The Opec president and Qatari energy minister, Mohammed Al Sada, said this week he expects an improvement in demand later this year to help reverse the bearish market over the past month. But he also noted that Opec oil ministers would meet informally on the sidelines of a gathering in Algeria next month.
Benchmark North Sea Brent crude futures recovered strongly from January’s 12-year low to double by June to above US$52 per barrel, but dropped 19 per cent the following month to below $42 per barrel. They bounced recently and were up 28 cents at $45.26 per barrel late on Wednesday.
Opec left its demand forecast for this year unchanged. After a fairly weak increase for world demand in the first half of the year, bringing it to an average just above 93 million bpd, demand would have to grow by about 2 million bpd in the second half to meet the year’s forecast of 94.26 million bpd.
Meanwhile, Opec said data showed the world oil supply increased last month by 240,000 bpd to an average of 94.14 million bpd.
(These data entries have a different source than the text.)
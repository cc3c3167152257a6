//! Stacked layout engine with a depth-1 snapshot history

use super::{
    hit_test::HitTestResult,
    scroll::OffsetCorrection,
    snapshot::LayoutSnapshot,
    types::{DefaultHeights, Frame, ItemIndex, Size},
};
use tracing::{debug, trace};

/// Layout engine for a single-column stack of expandable items.
///
/// Contains:
/// - The snapshot computed by the latest prepare pass (`current`)
/// - The snapshot it replaced (`previous`), used to seed appear transitions
/// - Cached content size
/// - Host-owned selection, read only when falling back to default heights
///
/// # Layout Computation
/// `prepare` walks items top to bottom, asks the size provider for each,
/// and stacks the resulting frames with a running y offset.
///
/// # Queries
/// All lookups tolerate stale indices and return `None` instead of panicking.
#[derive(Debug, Clone, Default)]
pub struct StackLayout {
    previous: LayoutSnapshot,
    current: LayoutSnapshot,
    content_size: Size,
    selected: Option<ItemIndex>,
    defaults: DefaultHeights,
}

impl StackLayout {
    /// Create an engine with the standard 100/300 fallback heights.
    pub fn new() -> Self {
        Self::default()
    }

    /// Create an engine with custom fallback heights.
    pub fn with_defaults(defaults: DefaultHeights) -> Self {
        Self {
            defaults,
            ..Self::default()
        }
    }

    /// Fallback heights in use.
    pub fn defaults(&self) -> DefaultHeights {
        self.defaults
    }

    // === Selection ===

    /// Currently selected item.
    pub fn selected(&self) -> Option<ItemIndex> {
        self.selected
    }

    /// Set the selected item.
    ///
    /// Does not relayout; the host must call `prepare` afterwards.
    pub fn set_selected(&mut self, selected: Option<ItemIndex>) {
        self.selected = selected;
    }

    // === Prepare pass ===

    /// Recompute every frame.
    ///
    /// The current snapshot becomes the previous one, then a fresh snapshot
    /// is built. `size_provider` is called exactly once per item in ascending
    /// index order; returning `None` selects the default size
    /// `{viewport_width, collapsed or selected height}`. A returned size is
    /// used verbatim, width included.
    pub fn prepare<F>(&mut self, item_count: usize, viewport_width: f64, mut size_provider: F)
    where
        F: FnMut(ItemIndex) -> Option<Size>,
    {
        let mut frames = Vec::with_capacity(item_count);
        let mut y = 0.0;

        for idx in 0..item_count {
            let index = ItemIndex::new(idx);
            let size = size_provider(index).unwrap_or_else(|| {
                Size::new(
                    viewport_width,
                    self.defaults.for_selection(self.selected == Some(index)),
                )
            });
            frames.push(Frame::stacked(y, size));
            y += size.height;
        }

        self.previous = std::mem::replace(&mut self.current, LayoutSnapshot::from_frames(frames));
        self.content_size = Size::new(viewport_width, y);

        debug!(
            item_count,
            viewport_width,
            content_height = y,
            selected = ?self.selected,
            "Prepared stack layout"
        );
    }

    /// Set the selection and run a prepare pass in one call.
    pub fn prepare_with_selection<F>(
        &mut self,
        item_count: usize,
        viewport_width: f64,
        selected: Option<ItemIndex>,
        size_provider: F,
    ) where
        F: FnMut(ItemIndex) -> Option<Size>,
    {
        self.set_selected(selected);
        self.prepare(item_count, viewport_width, size_provider);
    }

    // === Snapshots ===

    /// Snapshot from the latest prepare pass.
    pub fn current(&self) -> &LayoutSnapshot {
        &self.current
    }

    /// Snapshot from the pass before the latest one.
    pub fn previous(&self) -> &LayoutSnapshot {
        &self.previous
    }

    /// Content size from the latest prepare pass.
    pub fn content_size(&self) -> Size {
        self.content_size
    }

    // === Frame lookups ===

    /// Current frame for an item.
    pub fn frame_for_item(&self, index: ItemIndex) -> Option<Frame> {
        self.current.get(index)
    }

    /// Starting frame for an item animating in: its frame from the previous pass.
    pub fn initial_frame_for_appearing_item(&self, index: ItemIndex) -> Option<Frame> {
        self.previous.get(index)
    }

    /// Ending frame for an item animating out: its current frame.
    pub fn final_frame_for_disappearing_item(&self, index: ItemIndex) -> Option<Frame> {
        self.frame_for_item(index)
    }

    /// Current frames sharing positive area with `query`, in index order.
    pub fn frames_intersecting(&self, query: &Frame) -> Vec<Frame> {
        self.current.intersecting(query)
    }

    /// Check whether a viewport size change invalidates the layout.
    pub fn should_recompute(old_viewport: Size, new_viewport: Size) -> bool {
        old_viewport != new_viewport
    }

    // === Scroll targeting ===

    /// Decide how to adjust `proposed` so that `selected` is fully visible.
    ///
    /// Returns `Unchanged` when there is no selection or the selection has
    /// no frame in the current snapshot.
    pub fn scroll_correction(
        &self,
        selected: Option<ItemIndex>,
        proposed: f64,
        viewport_height: f64,
    ) -> OffsetCorrection {
        let Some(frame) = selected.and_then(|index| self.frame_for_item(index)) else {
            return OffsetCorrection::Unchanged;
        };

        let correction = OffsetCorrection::for_frame(&frame, proposed, viewport_height);
        if correction.is_change() {
            trace!(
                ?selected,
                proposed,
                viewport_height,
                ?correction,
                "Corrected scroll offset"
            );
        }
        correction
    }

    /// Offset that keeps `selected` fully visible, starting from `proposed`.
    pub fn corrected_scroll_offset(
        &self,
        selected: Option<ItemIndex>,
        proposed: f64,
        viewport_height: f64,
    ) -> f64 {
        self.scroll_correction(selected, proposed, viewport_height)
            .resolve(proposed)
    }

    // === Hit testing ===

    /// Find the item containing content-space `y`.
    ///
    /// Binary search on frame bottoms; relies on non-negative heights.
    pub fn hit_test(&self, y: f64) -> HitTestResult {
        let frames = self.current.frames();
        let index = frames.partition_point(|f| f.bottom() <= y);

        match frames.get(index) {
            Some(frame) if frame.contains_y(y) => {
                HitTestResult::hit(ItemIndex::new(index), y - frame.y)
            }
            _ => HitTestResult::miss(),
        }
    }
}

#[cfg(test)]
#[path = "engine_tests.rs"]
mod tests;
Even assuming Opec’s demand increases, it expects demand for its crude to average 31.9 million bpd this year, compared to July’s output total of 33.1 million bpd.
In the US, which accounts for more than a third of the developed world’s inventories, preliminary July data showed a rise of 14.5 million barrels to 1.39 billion barrels, or about 8 per cent above last year’s level and about 20 per cent above the five-year average.
Saudi Arabia has been the driving force in Opec’s laissez faire policy over the past two years aimed at forcing high-cost producers off the market. As its record output last month shows, its priority is to maximise market share while forcing producers in North America and other higher-cost areas to take on the role of “swing producer” for the world.
So the Algeria meeting is likely to be just an attempt by Opec to “verbally intervene” to slow the sell-off, says oil and gas analyst Charles Swabey at BMI Research.
Mr Swabey said Opec’s ability to influence price “relies on the credible promise or threat of action. In this respect, Opec’s credibility has come into question”.